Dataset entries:
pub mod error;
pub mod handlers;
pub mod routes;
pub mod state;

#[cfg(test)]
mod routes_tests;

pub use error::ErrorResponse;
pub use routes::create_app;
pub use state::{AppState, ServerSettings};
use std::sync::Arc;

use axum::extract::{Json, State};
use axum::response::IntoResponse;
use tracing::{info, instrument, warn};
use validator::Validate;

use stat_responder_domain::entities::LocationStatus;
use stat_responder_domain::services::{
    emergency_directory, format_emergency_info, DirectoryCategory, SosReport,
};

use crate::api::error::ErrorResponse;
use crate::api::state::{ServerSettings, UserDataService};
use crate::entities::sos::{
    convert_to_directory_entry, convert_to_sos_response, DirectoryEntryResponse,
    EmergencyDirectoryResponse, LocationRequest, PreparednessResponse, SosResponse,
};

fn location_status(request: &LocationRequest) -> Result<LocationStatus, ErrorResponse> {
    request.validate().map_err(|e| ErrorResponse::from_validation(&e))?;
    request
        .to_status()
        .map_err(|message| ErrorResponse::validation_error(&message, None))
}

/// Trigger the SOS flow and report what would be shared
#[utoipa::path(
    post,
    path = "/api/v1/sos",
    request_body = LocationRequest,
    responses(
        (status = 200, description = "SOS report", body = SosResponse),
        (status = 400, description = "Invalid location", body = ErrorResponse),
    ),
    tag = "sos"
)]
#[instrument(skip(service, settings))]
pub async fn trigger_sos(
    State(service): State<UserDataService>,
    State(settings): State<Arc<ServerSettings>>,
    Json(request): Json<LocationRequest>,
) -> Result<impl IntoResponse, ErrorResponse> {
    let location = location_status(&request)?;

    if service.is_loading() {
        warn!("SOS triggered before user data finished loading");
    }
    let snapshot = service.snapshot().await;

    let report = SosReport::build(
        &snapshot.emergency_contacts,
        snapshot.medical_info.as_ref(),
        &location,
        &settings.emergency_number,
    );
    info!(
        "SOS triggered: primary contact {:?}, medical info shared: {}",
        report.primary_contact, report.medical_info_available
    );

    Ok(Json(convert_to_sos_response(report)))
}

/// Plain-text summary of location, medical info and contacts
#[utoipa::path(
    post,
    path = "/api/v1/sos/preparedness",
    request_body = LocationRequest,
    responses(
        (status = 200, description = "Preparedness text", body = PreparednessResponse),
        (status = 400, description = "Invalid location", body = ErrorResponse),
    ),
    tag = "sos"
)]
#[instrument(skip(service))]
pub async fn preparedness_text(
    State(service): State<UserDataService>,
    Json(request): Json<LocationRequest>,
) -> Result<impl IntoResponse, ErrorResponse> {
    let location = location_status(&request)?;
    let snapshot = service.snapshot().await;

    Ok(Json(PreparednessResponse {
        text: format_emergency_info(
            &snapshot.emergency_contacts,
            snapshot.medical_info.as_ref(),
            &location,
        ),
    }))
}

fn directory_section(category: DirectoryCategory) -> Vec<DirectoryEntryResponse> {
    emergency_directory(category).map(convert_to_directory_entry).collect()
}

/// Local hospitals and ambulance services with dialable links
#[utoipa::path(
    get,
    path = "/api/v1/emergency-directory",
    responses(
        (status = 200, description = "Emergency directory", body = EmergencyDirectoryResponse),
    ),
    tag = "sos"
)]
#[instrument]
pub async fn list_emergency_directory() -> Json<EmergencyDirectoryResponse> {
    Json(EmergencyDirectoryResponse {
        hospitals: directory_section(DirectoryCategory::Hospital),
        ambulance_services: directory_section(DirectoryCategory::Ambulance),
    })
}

--

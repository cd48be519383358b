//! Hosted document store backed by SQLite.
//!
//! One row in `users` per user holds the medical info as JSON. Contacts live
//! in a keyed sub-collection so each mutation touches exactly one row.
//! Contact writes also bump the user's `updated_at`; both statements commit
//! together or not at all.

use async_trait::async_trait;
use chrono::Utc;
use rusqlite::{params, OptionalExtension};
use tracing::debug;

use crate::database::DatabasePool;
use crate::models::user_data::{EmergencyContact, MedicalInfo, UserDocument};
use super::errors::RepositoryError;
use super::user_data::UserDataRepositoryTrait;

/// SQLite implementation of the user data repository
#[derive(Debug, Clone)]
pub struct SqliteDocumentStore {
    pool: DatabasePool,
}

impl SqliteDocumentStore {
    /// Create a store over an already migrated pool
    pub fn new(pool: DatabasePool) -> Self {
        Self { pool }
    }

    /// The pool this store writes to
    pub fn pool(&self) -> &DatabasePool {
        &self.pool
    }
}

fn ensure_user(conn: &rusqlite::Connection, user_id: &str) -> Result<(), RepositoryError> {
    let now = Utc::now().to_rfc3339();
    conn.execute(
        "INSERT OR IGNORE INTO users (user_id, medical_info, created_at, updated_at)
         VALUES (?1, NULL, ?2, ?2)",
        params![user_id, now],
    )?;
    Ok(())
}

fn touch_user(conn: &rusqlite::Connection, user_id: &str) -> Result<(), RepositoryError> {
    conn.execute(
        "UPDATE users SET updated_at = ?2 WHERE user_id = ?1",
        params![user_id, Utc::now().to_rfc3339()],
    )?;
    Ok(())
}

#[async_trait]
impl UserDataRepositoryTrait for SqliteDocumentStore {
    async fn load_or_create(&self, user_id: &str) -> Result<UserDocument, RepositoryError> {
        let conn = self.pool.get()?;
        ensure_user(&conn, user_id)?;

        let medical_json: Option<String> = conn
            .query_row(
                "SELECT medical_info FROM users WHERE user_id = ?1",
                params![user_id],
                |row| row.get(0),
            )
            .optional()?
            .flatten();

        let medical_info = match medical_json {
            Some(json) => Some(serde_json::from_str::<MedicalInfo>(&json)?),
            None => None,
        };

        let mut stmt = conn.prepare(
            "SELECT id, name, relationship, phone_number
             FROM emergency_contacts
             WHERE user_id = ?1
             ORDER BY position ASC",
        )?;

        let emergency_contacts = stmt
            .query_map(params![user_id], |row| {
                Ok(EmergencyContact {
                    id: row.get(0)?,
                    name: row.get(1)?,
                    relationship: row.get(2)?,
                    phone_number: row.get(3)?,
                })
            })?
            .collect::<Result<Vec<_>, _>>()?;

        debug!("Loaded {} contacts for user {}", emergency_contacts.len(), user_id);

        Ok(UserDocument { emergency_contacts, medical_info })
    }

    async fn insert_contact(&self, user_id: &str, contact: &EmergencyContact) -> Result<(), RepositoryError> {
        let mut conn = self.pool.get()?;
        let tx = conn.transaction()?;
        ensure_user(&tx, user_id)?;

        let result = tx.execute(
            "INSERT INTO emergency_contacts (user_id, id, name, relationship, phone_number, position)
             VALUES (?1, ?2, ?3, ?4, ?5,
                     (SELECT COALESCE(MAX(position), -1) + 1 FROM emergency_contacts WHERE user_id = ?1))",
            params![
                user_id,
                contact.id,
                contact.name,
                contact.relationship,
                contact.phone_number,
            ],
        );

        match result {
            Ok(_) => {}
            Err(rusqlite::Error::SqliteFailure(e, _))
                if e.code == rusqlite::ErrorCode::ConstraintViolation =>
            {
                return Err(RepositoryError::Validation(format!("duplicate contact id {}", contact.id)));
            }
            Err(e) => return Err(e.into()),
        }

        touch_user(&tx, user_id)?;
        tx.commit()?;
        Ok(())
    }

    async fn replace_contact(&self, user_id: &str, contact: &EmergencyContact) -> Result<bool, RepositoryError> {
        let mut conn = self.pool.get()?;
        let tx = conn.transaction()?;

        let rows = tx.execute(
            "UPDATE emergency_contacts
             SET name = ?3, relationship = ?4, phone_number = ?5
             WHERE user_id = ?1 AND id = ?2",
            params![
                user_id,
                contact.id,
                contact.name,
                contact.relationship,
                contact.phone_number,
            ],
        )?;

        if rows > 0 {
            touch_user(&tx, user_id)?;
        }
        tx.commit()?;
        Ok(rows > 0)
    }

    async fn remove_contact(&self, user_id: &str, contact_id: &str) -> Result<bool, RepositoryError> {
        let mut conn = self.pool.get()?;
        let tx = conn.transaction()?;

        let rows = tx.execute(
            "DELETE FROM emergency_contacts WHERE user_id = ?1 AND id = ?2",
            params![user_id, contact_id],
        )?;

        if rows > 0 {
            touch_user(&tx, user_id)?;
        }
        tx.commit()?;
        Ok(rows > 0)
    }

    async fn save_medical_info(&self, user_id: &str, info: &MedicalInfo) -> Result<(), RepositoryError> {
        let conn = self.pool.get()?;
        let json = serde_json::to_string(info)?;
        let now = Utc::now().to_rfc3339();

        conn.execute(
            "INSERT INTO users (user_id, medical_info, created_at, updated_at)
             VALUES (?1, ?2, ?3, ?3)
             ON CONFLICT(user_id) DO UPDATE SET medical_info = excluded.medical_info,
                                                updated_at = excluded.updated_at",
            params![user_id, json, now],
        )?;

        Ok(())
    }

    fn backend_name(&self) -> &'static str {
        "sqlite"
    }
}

Assignment: Take the lines above from the one containing "pub mod error;" to the one containing "use crate::api::error::ErrorResponse;" and retype them exactly, both ends included, with nothing added.

Task solution:
pub mod error;
pub mod handlers;
pub mod routes;
pub mod state;

#[cfg(test)]
mod routes_tests;

pub use error::ErrorResponse;
pub use routes::create_app;
pub use state::{AppState, ServerSettings};
use std::sync::Arc;

use axum::extract::{Json, State};
use axum::response::IntoResponse;
use tracing::{info, instrument, warn};
use validator::Validate;

use stat_responder_domain::entities::LocationStatus;
use stat_responder_domain::services::{
    emergency_directory, format_emergency_info, DirectoryCategory, SosReport,
};

use crate::api::error::ErrorResponse;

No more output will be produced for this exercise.